A sector in which big data seem very promising in this respect is astronomy - see for instance the amazing case of the citizen science group called Planet Hunters that simply aggregating the way in which 300,000 volunteers classify data from the NASA’s Kepler spacecraft helped making very interesting discoveries.

But most of the times we need predictable and reliable classifications to be acted upon either by human beings or machines in order to make constructive steps forward. We need an acceptable, relatively high level of precision that satisfies some power (distribution) rule before an innovation can really take off in the real world.

This is the fundamental reason why I am often not at all impressed with the argument that massive volume of data, gathered and crawled involving thousands or millions of individuals, should produce new knowledge or insight, particularly for the cure of chronic diseases or cancer, just because we are able to connect everything to everything else.

Medical evidence from patients data will confirm what we already know in respect of plant based diet, for instance.

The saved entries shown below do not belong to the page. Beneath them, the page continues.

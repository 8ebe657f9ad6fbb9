// src/report.rs
//
// Per-frame numeric outputs handed to the (external) rendering and
// telemetry layer, plus the one-line ASCII road map used in logs.

use serde::Serialize;

use crate::distance::DistanceReport;
use crate::types::{LineStyle, PolyCurve, StripeFrame};

#[derive(Debug, Clone, Serialize)]
pub struct FrameReport {
    pub frame_index: u64,
    /// Stabilized lane curves, one slot per stripe.
    pub curves: StripeFrame<PolyCurve>,
    /// Solid/dashed label per stripe for the current frame.
    pub styles: Vec<LineStyle>,
    /// Lateral distances; absent when a side had no lane this frame.
    pub distances: Option<DistanceReport>,
    /// Health signal: whether any stripe carries a curve.
    pub lines_detected: bool,
}

/// One glyph per stripe: `|` solid, `:` dashed, blank when absent.
pub fn road_map(curves: &StripeFrame<PolyCurve>, styles: &[LineStyle]) -> String {
    let mut map = String::from("..");
    for stripe in 0..curves.len() {
        if curves.is_occupied(stripe) {
            match styles.get(stripe) {
                Some(LineStyle::Dashed) => map.push_str(" : ."),
                _ => map.push_str(" | ."),
            }
        } else {
            map.push_str("   .");
        }
    }
    map.push_str("..");
    map
}

#[cfg(test)]
mod tests {
    use super::*;

    #[test]
    fn test_road_map_glyphs() {
        let mut curves: StripeFrame<PolyCurve> = StripeFrame::empty(3);
        curves.set(0, Some(PolyCurve::new(0.0, 0.0, 100.0)));
        curves.set(2, Some(PolyCurve::new(0.0, 0.0, 500.0)));
        let styles = vec![LineStyle::Solid, LineStyle::Solid, LineStyle::Dashed];

        assert_eq!(road_map(&curves, &styles), ".. | .   . : ...");
    }

    #[test]
    fn test_report_serializes_to_json() {
        let report = FrameReport {
            frame_index: 7,
            curves: StripeFrame::empty(2),
            styles: vec![LineStyle::Solid, LineStyle::Solid],
            distances: None,
            lines_detected: false,
        };
        let json = serde_json::to_string(&report).unwrap();
        assert!(json.contains("\"frame_index\":7"));
    }
}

Aggregating thousands or millions of data about family life of people with dementia seems very unlikely to lead to a cure just because we are digging into massive volumes of personal stories.

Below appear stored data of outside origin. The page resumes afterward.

// src/stripes.rs
//
// Spatial partitioning of raw line detections into fixed-width stripes.
// The detection primitive returns lines in row/column swapped space; a
// line's home stripe is decided by where it crosses the reference row.

use crate::error::TrackerError;
use crate::tracker::HistoryWindow;
use crate::types::{Curve, LinearLine, StripeFrame};

/// Slant-filter threshold on `|-b/a|`. Lines at or below it are sampling
/// noise running across the road rather than along it.
pub const SLANT_TANGENT_THRESHOLD: f64 = 7.0;

/// Drop noise lines whose slant tangent magnitude is at or below the
/// threshold. Lines with `a == 0` have no slant and always survive.
pub fn rm_slanted_lines(lines: &mut Vec<LinearLine>) {
    lines.retain(|line| match line.slant_tangent() {
        Some(tangent) => tangent.abs() > SLANT_TANGENT_THRESHOLD,
        None => true,
    });
}

/// Contiguous `(min, max)` reference-row ranges, one per stripe, covering
/// `stripe_count * stripe_width` columns.
pub fn stripe_ranges(stripe_count: usize, stripe_width: f64) -> Vec<(f64, f64)> {
    (0..stripe_count)
        .map(|i| (i as f64 * stripe_width, (i + 1) as f64 * stripe_width))
        .collect()
}

/// Whether a stabilized frame still carries at least one curve. A per-frame
/// health signal, not an error.
pub fn lines_found<T>(frame: &StripeFrame<T>) -> bool {
    frame.any_occupied()
}

/// Assigns each frame's detected lines to stripes and keeps its own history
/// of the resulting frames.
#[derive(Debug)]
pub struct StripePartitioner {
    ranges: Vec<(f64, f64)>,
    window: HistoryWindow<LinearLine>,
}

impl StripePartitioner {
    pub fn new(
        stripe_count: usize,
        image_width: f64,
        history_depth: usize,
    ) -> Result<Self, TrackerError> {
        if stripe_count == 0 {
            return Err(TrackerError::Configuration(
                "stripe count must be at least 1".into(),
            ));
        }
        let stripe_width = image_width / stripe_count as f64;
        Ok(Self {
            ranges: stripe_ranges(stripe_count, stripe_width),
            window: HistoryWindow::new(history_depth, stripe_count),
        })
    }

    pub fn stripe_count(&self) -> usize {
        self.ranges.len()
    }

    pub fn ranges(&self) -> &[(f64, f64)] {
        &self.ranges
    }

    /// Select one line per stripe: the last detected line whose reference
    /// intercept falls strictly inside the stripe's range. Lines that never
    /// cross the reference row are skipped. The resulting frame is pushed
    /// into the partitioner's history window.
    pub fn partition(&mut self, lines: &[LinearLine]) -> StripeFrame<LinearLine> {
        let mut frame = StripeFrame::empty(self.ranges.len());

        for (stripe, &(min, max)) in self.ranges.iter().enumerate() {
            for line in lines {
                if let Some(intercept) = line.reference_intercept() {
                    if intercept > min && intercept < max {
                        frame.set(stripe, Some(*line));
                    }
                }
            }
        }

        self.window.push(frame.clone());
        frame
    }

    pub fn window(&self) -> &HistoryWindow<LinearLine> {
        &self.window
    }
}

#[cfg(test)]
mod tests {
    use super::*;

    fn vertical_line(col: f64) -> LinearLine {
        LinearLine::new(0.0, 1.0, -col)
    }

    #[test]
    fn test_every_line_lands_in_exactly_one_stripe() {
        let mut partitioner = StripePartitioner::new(8, 1200.0, 10).unwrap();
        let lines = vec![vertical_line(310.0), vertical_line(890.0)];
        let frame = partitioner.partition(&lines);

        let occupied: Vec<usize> = (0..frame.len()).filter(|&i| frame.is_occupied(i)).collect();
        assert_eq!(occupied, vec![2, 5]);

        // The chosen stripe's range always contains the line's intercept.
        for &stripe in &occupied {
            let (min, max) = partitioner.ranges()[stripe];
            let intercept = frame.get(stripe).unwrap().reference_intercept().unwrap();
            assert!(intercept > min && intercept < max);
        }
    }

    #[test]
    fn test_last_qualifying_line_wins() {
        let mut partitioner = StripePartitioner::new(4, 400.0, 10).unwrap();
        let lines = vec![vertical_line(120.0), vertical_line(130.0)];
        let frame = partitioner.partition(&lines);
        assert_eq!(frame.get(1), Some(&vertical_line(130.0)));
    }

    #[test]
    fn test_boundary_and_outside_intercepts_are_skipped() {
        let mut partitioner = StripePartitioner::new(4, 400.0, 10).unwrap();
        // Exactly on a stripe boundary (strictly-inside test) and off-image.
        let lines = vec![vertical_line(100.0), vertical_line(450.0)];
        let frame = partitioner.partition(&lines);
        assert!(!frame.any_occupied());
    }

    #[test]
    fn test_row_parallel_line_is_skipped() {
        let mut partitioner = StripePartitioner::new(4, 400.0, 10).unwrap();
        // b == 0: never crosses the reference row.
        let frame = partitioner.partition(&[LinearLine::new(1.0, 0.0, -50.0)]);
        assert!(!frame.any_occupied());
    }

    #[test]
    fn test_rm_slanted_lines() {
        let mut lines = vec![
            LinearLine::new(0.0, 1.0, -310.0),  // no slant, kept
            LinearLine::new(1.0, -20.0, 5.0),   // tangent 20, kept
            LinearLine::new(1.0, -7.0, 5.0),    // tangent exactly 7, dropped
            LinearLine::new(1.0, -0.5, 5.0),    // tangent 0.5, dropped
        ];
        rm_slanted_lines(&mut lines);
        assert_eq!(
            lines,
            vec![LinearLine::new(0.0, 1.0, -310.0), LinearLine::new(1.0, -20.0, 5.0)]
        );
    }

    #[test]
    fn test_lines_found() {
        let mut frame: StripeFrame<LinearLine> = StripeFrame::empty(3);
        assert!(!lines_found(&frame));
        frame.set(0, Some(vertical_line(10.0)));
        assert!(lines_found(&frame));
    }
}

Conversely, what is fascinating me is the possibility to engineer small datasets with very precise, specific and limited scope and a deep degree of detail, up to the point that operations on the data could be safely automated and possibly originate a model or some procedural insight. This could be in turn tested, reused, applied or replicated across different sectors, to solve similar problems, abandoning aspiration of large scale applications, but maintaining very ambitious purposes.

Factoring in culture and emotions could be the key challenge that data engineering has to face in a number of areas where opportunism, policies and politics, human computer interactions and market pressures get in the way and dictate rules on how to shape and manage data modelling and data processing. But just because we can, it does it mean it makes sense.

Understanding how cultural structures and groups or societal pressures and individual emotions like fear of a deadly disease or compassion for a pet can change our mind and directions in innumerable areas, and particularly promote healthier behaviours, may become not only the mission of charitable organisations and political campaigners but also the operational goal of data (systems) engineers.